*SUPPLIED RECORDS*:
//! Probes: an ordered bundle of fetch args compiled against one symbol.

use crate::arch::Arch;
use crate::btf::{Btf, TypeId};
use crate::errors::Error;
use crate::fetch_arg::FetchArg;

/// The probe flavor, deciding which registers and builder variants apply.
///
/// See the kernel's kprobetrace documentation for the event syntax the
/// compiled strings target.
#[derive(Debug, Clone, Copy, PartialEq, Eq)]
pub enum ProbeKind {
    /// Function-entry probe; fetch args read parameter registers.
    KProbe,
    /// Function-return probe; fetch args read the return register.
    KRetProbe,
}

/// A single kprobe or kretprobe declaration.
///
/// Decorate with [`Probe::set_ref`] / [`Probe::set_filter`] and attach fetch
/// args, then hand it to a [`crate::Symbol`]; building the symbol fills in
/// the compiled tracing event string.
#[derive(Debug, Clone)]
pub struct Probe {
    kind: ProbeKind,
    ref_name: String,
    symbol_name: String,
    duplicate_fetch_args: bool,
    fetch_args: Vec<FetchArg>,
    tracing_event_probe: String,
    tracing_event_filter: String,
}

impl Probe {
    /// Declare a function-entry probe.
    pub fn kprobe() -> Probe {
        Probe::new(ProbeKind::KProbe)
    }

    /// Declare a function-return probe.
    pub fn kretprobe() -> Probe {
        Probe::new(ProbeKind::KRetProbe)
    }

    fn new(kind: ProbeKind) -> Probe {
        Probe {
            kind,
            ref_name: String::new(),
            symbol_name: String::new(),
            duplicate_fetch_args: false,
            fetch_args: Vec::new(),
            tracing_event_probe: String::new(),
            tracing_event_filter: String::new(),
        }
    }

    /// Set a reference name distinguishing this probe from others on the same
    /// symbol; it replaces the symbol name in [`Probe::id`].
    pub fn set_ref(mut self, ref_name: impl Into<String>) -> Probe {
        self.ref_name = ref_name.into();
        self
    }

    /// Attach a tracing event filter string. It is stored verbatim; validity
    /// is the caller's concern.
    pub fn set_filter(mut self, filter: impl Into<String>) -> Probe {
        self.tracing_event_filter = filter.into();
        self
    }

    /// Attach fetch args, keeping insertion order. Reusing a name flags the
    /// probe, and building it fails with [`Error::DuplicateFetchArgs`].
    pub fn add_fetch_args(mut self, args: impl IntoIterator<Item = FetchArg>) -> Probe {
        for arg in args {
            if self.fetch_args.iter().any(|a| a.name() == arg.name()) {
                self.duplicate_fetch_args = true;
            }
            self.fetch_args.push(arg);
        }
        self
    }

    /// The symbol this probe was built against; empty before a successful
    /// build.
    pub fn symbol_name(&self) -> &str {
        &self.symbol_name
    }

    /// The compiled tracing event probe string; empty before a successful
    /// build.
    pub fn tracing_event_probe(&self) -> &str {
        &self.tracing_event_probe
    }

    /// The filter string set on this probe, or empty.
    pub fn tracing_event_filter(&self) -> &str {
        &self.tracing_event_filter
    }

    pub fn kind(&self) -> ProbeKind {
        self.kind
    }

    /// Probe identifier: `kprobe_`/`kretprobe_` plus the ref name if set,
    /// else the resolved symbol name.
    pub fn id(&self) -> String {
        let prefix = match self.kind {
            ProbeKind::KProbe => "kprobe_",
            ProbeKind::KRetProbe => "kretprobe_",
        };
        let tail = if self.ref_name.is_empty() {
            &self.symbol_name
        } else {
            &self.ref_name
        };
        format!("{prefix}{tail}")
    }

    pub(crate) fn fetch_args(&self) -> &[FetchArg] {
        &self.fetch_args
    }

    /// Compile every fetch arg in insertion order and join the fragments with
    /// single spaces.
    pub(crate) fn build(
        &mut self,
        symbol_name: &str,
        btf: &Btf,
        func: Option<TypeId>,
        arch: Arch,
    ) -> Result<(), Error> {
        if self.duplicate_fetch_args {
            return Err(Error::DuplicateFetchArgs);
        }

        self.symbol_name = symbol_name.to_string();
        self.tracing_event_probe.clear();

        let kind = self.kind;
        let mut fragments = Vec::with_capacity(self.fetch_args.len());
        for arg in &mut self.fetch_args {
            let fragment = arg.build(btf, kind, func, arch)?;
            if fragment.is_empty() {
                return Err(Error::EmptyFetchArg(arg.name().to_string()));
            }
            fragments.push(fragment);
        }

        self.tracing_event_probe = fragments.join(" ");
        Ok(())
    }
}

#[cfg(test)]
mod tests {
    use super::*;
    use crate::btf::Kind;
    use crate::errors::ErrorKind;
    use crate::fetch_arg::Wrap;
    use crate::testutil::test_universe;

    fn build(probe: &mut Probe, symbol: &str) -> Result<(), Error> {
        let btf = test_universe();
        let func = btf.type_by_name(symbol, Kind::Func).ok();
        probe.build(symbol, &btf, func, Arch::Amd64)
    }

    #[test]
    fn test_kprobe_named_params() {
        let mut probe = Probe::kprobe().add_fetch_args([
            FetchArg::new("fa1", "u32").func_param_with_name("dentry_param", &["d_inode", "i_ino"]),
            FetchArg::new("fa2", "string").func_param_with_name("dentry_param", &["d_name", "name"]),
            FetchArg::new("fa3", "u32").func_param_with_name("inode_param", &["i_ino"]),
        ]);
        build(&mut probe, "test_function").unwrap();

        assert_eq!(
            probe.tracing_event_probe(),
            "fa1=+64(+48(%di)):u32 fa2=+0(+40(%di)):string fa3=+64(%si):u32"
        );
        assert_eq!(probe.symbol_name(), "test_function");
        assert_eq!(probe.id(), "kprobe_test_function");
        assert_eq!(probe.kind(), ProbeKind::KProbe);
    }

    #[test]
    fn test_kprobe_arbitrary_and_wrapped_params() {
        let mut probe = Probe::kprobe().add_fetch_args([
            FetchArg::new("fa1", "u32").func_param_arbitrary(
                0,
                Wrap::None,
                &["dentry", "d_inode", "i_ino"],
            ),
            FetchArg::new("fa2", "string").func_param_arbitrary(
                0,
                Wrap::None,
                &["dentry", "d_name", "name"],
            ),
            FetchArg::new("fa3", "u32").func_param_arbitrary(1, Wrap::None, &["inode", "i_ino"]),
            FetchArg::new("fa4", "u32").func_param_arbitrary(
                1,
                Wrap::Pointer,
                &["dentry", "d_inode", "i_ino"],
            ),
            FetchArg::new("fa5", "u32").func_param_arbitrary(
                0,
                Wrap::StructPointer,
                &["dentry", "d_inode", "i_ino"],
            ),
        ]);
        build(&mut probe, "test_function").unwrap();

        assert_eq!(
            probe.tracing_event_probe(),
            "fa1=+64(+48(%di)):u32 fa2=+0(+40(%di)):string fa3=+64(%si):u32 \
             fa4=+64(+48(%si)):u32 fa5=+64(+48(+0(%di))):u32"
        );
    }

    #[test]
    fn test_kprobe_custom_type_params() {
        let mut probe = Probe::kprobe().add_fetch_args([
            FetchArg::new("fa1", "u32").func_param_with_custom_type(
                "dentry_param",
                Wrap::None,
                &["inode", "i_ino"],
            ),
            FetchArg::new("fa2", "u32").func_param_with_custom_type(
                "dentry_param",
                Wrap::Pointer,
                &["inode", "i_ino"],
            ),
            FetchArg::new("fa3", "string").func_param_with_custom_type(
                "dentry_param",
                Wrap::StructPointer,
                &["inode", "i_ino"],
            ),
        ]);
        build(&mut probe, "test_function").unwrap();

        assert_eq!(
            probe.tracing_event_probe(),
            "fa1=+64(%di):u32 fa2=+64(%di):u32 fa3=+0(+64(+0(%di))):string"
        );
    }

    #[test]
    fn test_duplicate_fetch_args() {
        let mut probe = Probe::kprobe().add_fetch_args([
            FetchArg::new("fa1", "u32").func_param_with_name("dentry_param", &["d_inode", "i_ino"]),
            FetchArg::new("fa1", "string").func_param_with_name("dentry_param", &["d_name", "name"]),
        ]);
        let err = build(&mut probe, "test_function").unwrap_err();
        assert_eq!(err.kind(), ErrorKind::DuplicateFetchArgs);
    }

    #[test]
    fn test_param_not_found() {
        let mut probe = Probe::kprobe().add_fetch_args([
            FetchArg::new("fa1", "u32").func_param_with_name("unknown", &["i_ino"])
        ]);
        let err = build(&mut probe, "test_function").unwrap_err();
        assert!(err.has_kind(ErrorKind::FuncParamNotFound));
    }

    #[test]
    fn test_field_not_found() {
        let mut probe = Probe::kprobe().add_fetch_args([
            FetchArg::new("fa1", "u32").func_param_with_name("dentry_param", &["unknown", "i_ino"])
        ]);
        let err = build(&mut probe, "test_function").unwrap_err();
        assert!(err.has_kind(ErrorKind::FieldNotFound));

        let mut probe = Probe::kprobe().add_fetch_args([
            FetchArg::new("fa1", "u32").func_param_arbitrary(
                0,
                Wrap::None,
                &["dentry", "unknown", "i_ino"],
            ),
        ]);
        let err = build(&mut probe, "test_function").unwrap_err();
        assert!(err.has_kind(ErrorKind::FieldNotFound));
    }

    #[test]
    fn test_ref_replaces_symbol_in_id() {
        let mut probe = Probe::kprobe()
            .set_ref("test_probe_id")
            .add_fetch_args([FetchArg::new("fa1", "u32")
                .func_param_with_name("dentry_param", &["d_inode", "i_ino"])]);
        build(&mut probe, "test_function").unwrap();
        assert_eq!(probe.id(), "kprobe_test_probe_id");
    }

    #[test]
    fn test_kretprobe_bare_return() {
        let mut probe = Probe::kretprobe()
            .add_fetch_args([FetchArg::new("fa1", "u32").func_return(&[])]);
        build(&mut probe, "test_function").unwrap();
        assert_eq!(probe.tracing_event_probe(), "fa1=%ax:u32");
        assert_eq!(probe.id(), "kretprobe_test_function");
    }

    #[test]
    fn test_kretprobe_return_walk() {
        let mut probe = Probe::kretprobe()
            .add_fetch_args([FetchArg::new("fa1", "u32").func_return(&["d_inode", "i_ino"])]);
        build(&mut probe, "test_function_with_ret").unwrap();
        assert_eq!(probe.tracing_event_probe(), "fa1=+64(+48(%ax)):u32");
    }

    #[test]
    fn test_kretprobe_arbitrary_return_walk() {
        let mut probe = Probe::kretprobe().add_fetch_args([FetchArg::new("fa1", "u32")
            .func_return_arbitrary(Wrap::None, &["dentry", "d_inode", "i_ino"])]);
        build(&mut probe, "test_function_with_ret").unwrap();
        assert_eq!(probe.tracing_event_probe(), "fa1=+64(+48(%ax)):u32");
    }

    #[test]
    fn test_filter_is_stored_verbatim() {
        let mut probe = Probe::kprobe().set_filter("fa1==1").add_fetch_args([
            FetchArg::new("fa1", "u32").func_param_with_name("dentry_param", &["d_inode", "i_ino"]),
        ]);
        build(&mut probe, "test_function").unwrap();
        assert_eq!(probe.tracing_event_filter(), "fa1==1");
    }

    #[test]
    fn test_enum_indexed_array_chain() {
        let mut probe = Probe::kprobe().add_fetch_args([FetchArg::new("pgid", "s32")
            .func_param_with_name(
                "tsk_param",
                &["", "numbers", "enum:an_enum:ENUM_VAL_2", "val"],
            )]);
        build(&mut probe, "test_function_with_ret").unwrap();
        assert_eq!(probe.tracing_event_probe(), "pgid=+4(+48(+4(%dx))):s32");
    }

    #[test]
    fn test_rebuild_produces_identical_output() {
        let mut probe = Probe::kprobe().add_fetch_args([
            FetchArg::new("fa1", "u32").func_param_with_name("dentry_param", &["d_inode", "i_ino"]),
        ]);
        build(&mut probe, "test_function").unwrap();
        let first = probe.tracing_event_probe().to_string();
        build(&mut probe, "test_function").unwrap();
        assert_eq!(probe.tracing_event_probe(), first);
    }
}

==

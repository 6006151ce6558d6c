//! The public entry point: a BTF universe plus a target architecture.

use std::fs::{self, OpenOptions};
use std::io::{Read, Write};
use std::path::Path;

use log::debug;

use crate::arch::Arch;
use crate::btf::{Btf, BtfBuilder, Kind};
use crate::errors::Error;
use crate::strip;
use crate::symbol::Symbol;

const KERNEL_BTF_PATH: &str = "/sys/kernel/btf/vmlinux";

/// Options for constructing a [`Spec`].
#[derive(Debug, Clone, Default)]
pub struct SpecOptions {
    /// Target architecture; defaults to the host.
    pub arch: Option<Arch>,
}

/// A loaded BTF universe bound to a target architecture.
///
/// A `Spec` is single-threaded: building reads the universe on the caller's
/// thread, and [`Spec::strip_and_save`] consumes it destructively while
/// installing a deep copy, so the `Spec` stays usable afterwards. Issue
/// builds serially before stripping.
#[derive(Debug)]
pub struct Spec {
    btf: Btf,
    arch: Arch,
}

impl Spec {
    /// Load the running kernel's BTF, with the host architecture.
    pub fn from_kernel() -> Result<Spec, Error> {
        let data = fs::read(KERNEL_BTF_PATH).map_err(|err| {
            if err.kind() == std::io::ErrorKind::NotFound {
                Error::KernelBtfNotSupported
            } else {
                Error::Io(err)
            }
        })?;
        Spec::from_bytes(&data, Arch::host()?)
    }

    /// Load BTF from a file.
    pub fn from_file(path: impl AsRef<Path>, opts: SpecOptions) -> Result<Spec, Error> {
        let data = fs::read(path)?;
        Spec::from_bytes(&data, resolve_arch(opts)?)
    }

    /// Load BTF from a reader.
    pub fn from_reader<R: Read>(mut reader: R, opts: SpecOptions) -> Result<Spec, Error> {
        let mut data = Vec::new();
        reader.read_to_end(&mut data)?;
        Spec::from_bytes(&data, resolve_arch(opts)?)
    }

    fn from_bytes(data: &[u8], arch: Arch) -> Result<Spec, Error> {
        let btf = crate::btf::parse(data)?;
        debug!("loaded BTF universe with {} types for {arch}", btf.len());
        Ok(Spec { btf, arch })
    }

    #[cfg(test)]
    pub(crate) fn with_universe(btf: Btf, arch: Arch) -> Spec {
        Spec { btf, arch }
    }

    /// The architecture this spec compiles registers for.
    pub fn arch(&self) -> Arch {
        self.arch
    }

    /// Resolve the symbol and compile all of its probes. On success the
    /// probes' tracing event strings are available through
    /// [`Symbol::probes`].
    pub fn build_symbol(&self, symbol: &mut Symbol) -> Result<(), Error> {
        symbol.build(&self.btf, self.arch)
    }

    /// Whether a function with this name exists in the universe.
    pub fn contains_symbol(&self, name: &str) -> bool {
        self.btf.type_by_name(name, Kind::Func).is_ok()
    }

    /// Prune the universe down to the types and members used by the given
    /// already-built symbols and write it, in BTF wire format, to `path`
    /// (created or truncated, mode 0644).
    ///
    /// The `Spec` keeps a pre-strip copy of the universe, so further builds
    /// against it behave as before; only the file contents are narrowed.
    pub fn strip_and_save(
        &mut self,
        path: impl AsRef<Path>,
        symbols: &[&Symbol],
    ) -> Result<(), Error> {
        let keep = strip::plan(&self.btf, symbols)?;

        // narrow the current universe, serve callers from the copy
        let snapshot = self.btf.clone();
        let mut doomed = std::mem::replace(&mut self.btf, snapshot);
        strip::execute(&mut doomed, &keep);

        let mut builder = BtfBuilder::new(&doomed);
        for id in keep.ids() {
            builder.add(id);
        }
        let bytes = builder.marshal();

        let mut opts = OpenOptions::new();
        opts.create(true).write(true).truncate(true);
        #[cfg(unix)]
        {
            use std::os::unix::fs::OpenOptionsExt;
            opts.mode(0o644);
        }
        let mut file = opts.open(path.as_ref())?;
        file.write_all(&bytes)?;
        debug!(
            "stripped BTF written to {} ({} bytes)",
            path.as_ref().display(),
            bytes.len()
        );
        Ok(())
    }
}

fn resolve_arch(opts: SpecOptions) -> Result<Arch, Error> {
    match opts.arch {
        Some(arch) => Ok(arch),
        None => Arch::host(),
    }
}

*REQUIRED WORK*: Search the entries for "TypeId" and copy out each line that has it.

*RESPONSE*:
use crate::btf::{Btf, TypeId};
        func: Option<TypeId>,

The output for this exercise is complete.